Christie's office said the New Jersey Economic Development Authority board plans to extend an initial $15 million from programs offered to help in the recovery from Sandy. Those funds would be made available whether or not the fire-damaged businesses were affected by Sandy, according to the Christie administration.
"It was critical that we move quickly to aid the Seaside business community, which was still struggling to recover from Superstorm Sandy," said Michele Brown, CEO of the New Jersey Economic Development Authority, which is expected to formally take action at a meeting Wednesday.
The wind-whipped fire destroyed dozens of ocean-front businesses, including bars, pizza places and T-shirt shops and shot flames 50 feet into the air. Public works crews had to rip up part of the boardwalk to create a makeshift fire break, robbing the advancing flames of fuel. The crews piled sand in the breech creating dunes to hold back fire rather than water.

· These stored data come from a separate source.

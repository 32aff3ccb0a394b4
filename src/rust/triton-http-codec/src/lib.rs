// Copyright 2024-2026, NVIDIA CORPORATION & AFFILIATES. All rights reserved.
//
// Redistribution and use in source and binary forms, with or without
// modification, are permitted provided that the following conditions
// are met:
//  * Redistributions of source code must retain the above copyright
//    notice, this list of conditions and the following disclaimer.
//  * Redistributions in binary form must reproduce the above copyright
//    notice, this list of conditions and the following disclaimer in the
//    documentation and/or other materials provided with the distribution.
//  * Neither the name of NVIDIA CORPORATION nor the names of its
//    contributors may be used to endorse or promote products derived
//    from this software without specific prior written permission.
//
// THIS SOFTWARE IS PROVIDED BY THE COPYRIGHT HOLDERS ``AS IS'' AND ANY
// EXPRESS OR IMPLIED WARRANTIES, INCLUDING, BUT NOT LIMITED TO, THE
// IMPLIED WARRANTIES OF MERCHANTABILITY AND FITNESS FOR A PARTICULAR
// PURPOSE ARE DISCLAIMED.  IN NO EVENT SHALL THE COPYRIGHT OWNER OR
// CONTRIBUTORS BE LIABLE FOR ANY DIRECT, INDIRECT, INCIDENTAL, SPECIAL,
// EXEMPLARY, OR CONSEQUENTIAL DAMAGES (INCLUDING, BUT NOT LIMITED TO,
// PROCUREMENT OF SUBSTITUTE GOODS OR SERVICES; LOSS OF USE, DATA, OR
// PROFITS; OR BUSINESS INTERRUPTION) HOWEVER CAUSED AND ON ANY THEORY
// OF LIABILITY, WHETHER IN CONTRACT, STRICT LIABILITY, OR TORT
// (INCLUDING NEGLIGENCE OR OTHERWISE) ARISING IN ANY WAY OUT OF THE USE
// OF THIS SOFTWARE, EVEN IF ADVISED OF THE POSSIBILITY OF SUCH DAMAGE.

//! Wire codec for the Triton / KServe v2 HTTP inference protocol.
//!
//! This crate turns named, typed tensors into the hybrid request body that
//! Triton Inference Server accepts over HTTP (a JSON header immediately
//! followed by raw little-endian tensor bytes) and turns the server's
//! response back into tensors. On top of the codec it provides the
//! text-generation helpers of FasterTransformer models: building the input
//! tensors from token ids and reducing generated tokens to text.
//!
//! The crate never performs I/O. The HTTP call and tokenization are injected
//! through the [`Transport`](transport::Transport) and
//! [`Tokenizer`](tokenizer::Tokenizer) traits.
//!
//! # Quick Start
//!
//! ```rust
//! use triton_http_codec::{decoder, encoder};
//! use triton_http_codec::preprocess::{GenerationParams, RequestBuilder, TensorRoles};
//! use triton_http_codec::reducer::ResultReducer;
//! use triton_http_codec::tensor::TensorBuffer;
//!
//! # fn main() -> triton_http_codec::error::Result<()> {
//! // Build the T5 input tensors for one padded row
//! let params = GenerationParams {
//!     input_ids: vec![vec![21603, 10, 1]],
//!     input_lengths: vec![3],
//!     max_output_len: 128,
//!     sampling: 1,
//! };
//! let request = RequestBuilder::new(TensorRoles::fastertransformer_t5()).build_request(&params)?;
//!
//! // Encode the request body and its transport headers
//! let frame = encoder::encode(&request)?;
//! assert_eq!(frame.header_length(), frame.header_json().len());
//!
//! // Decode a server answer
//! let outputs = [
//!     TensorBuffer::from_slice("output_ids", vec![1, 1, 4], &[8u32, 4, 1, 0])?,
//!     TensorBuffer::from_slice("sequence_length", vec![1, 1], &[3u32])?,
//! ];
//! let answer = encoder::encode_response(None, &outputs)?;
//! let response = decoder::decode(answer.body(), Some(answer.header_length()))?;
//!
//! let rows = ResultReducer::default().truncate(&response)?;
//! assert_eq!(rows, vec![vec![8, 4, 1]]);
//! # Ok(())
//! # }
//! ```
//!
//! # Modules
//!
//! - [`tensor`] -- [`TensorBuffer`](tensor::TensorBuffer) and the wire
//!   datatype table.
//! - [`infer`] -- Request/response value types and the request builder.
//! - [`preprocess`] -- Generation input tensors and tensor name presets.
//! - [`encoder`] -- Request serialization into a [`WireFrame`](encoder::WireFrame).
//! - [`decoder`] -- Response parsing with running-sum binary offsets.
//! - [`reducer`] -- Sequence-length truncation and detokenization.
//! - [`client`] -- [`TextClient`](client::TextClient), the full text pipeline.
//! - [`transport`] / [`tokenizer`] -- Collaborator traits.
//! - [`timing`] -- Stage timers.
//! - [`error`] -- Error types and the [`Result`](error::Result) alias.

pub mod client;
pub mod decoder;
pub mod encoder;
pub mod error;
mod header;
pub mod infer;
pub mod preprocess;
pub mod reducer;
pub mod tensor;
pub mod timing;
pub mod tokenizer;
pub mod transport;

/// Re-export of the main client type for convenience.
pub use client::TextClient;
pub use error::{Error, Result};
pub use tensor::{DataType, TensorBuffer};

During his visit Saturday, Christie also greeted residents, many of whom thanked the governor for coming to the shore town that was still recovering from Sandy when disaster struck again.
"I wouldn't be anyplace else," Christie said, having canceled a weekend getaway to Florida to celebrate his wife's birthday. "When a crisis happens you have to be here to help organize things, to lend encouragement and deliver help."
The good news, if there is any, Christie said, is that the fire was contained before it engulfed the entire boardwalk.
"This could have been significantly worse. We have about four blocks that were taken out, and for those people on those four blocks, it's awful. But, we could have lost all of this," he said, gesturing to a portion of the boardwalk untouched by the flames.
It cost millions of dollars to get the Jersey shore up and running again after Sandy struck in late October 2012, and now this fire has devastated much of what was rebuilt in the past year.
"We just reopened June 1, went through the whole summer trying to stay open, and now this happens," said Daniel Shauger, manager of Funtown Arcade, which was one of 32 Seaside Park boardwalk businesses damaged in the fire. "We're wiped out again. It's just unimaginable."
He said business was down by two-thirds this summer because of the fallout from Sandy, which filled his arcade with water and sand and ruined inventory, game machines and computers.
"It was just enough to survive," Shauger said. "We were really looking forward to next year. And we're still looking forward to next year."
The fire began around 2:30 p.m. Thursday and appeared to start under the south end of the boardwalk. The sheer volume of flames was astonishing to all who witnessed it.
In minutes, roaring and snapping with 30 mile per hour winds behind it, the fire had quickly spread down the boardwalk. It sent embers flying onto tar roofs that burned like cans of gasoline.
More than 400 firefighters were rushed in from across the state, from as far south as Cape May, to battle the fire for hours in an almost fruitless effort to wrangle the flames under control.
They fought the heat, the wind and a shortage of water. The hydrant system on the barrier island is still a shambles, wrecked by Sandy, so long lines had to be run to pump water out of Barnegat Bay.
"There's not much left" in the affected areas, said Brian Gabriel, Ocean County's fire coordinator. "It looks like a couple of bombs went off. It's pretty much complete devastation."
Al Della Fave, a spokesman for the Ocean County Prosecutor's Office, said there was no indication Friday that the fire appeared suspicious, though a cause had not been determined.
It could have been much worse. On Thursday, as the fire pushed northward despite the frantic efforts of firefighters to contain it, Seaside Heights officials tried a Hail Mary: They ripped out a 25-foot swath of the boardwalk they had just finished rebuilding. And they filled the void with giant sand piles - makeshift dunes designed to halt the spread of flames and save the northern portion of the boardwalk.